Work request — Copy every line from the data below in which the string "HIGH" can be found.

Content starts

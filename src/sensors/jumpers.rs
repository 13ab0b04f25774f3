//! Configuration jumpers.
//!
//! Four pull-up inputs; a fitted jumper pulls the pin LOW.
//!
//! | Jumper | LOW (fitted)        | HIGH (removed)   |
//! |--------|---------------------|------------------|
//! | J1     | ch. A limits NO     | ch. A limits NC  |
//! | J2     | ch. B limits NO     | ch. B limits NC  |
//! | J3     | Open: push once     | Open: hold       |
//! | J4     | Close: push once    | Close: hold      |
//!
//! They are decoded every cycle so the operator can change wiring without
//! a reboot.

use super::limit_switch::SwitchPolarity;
use crate::fsm::Channel;

/// Raw jumper levels (`true` = HIGH).
#[derive(Debug, Clone, Copy, PartialEq, Eq, Default)]
pub struct JumperLevels {
    /// J1, J2 indexed by channel.
    pub limit_logic: [bool; Channel::COUNT],
    /// J3.
    pub open_logic: bool,
    /// J4.
    pub close_logic: bool,
}

/// Per-channel live configuration.
#[derive(Debug, Clone, Copy, PartialEq, Eq, Default)]
pub struct ChannelConfig {
    pub uses_normally_closed_limit_switches: bool,
}

impl ChannelConfig {
    pub fn polarity(self) -> SwitchPolarity {
        if self.uses_normally_closed_limit_switches {
            SwitchPolarity::NormallyClosed
        } else {
            SwitchPolarity::NormallyOpen
        }
    }
}

/// Button behaviour per direction, shared by both channels.
///
/// With hold-to-move set, releasing that direction's button stops both
/// channels; otherwise one press latches motion.
#[derive(Debug, Clone, Copy, PartialEq, Eq, Default)]
pub struct ButtonMode {
    pub hold_to_open: bool,
    pub hold_to_close: bool,
}

#[derive(Debug, Clone, Copy, PartialEq, Eq, Default)]
pub struct JumperSettings {
    pub channels: [ChannelConfig; Channel::COUNT],
    pub mode: ButtonMode,
}

impl JumperSettings {
    pub fn decode(levels: JumperLevels) -> Self {
        Self {
            channels: levels.limit_logic.map(|nc| ChannelConfig {
                uses_normally_closed_limit_switches: nc,
            }),
            mode: ButtonMode {
                hold_to_open: levels.open_logic,
                hold_to_close: levels.close_logic,
            },
        }
    }

    pub fn channel(&self, channel: Channel) -> ChannelConfig {
        self.channels[channel.index()]
    }
}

Content ends

Answer to this exercise —
//! | Jumper | LOW (fitted)        | HIGH (removed)   |
/// Raw jumper levels (`true` = HIGH).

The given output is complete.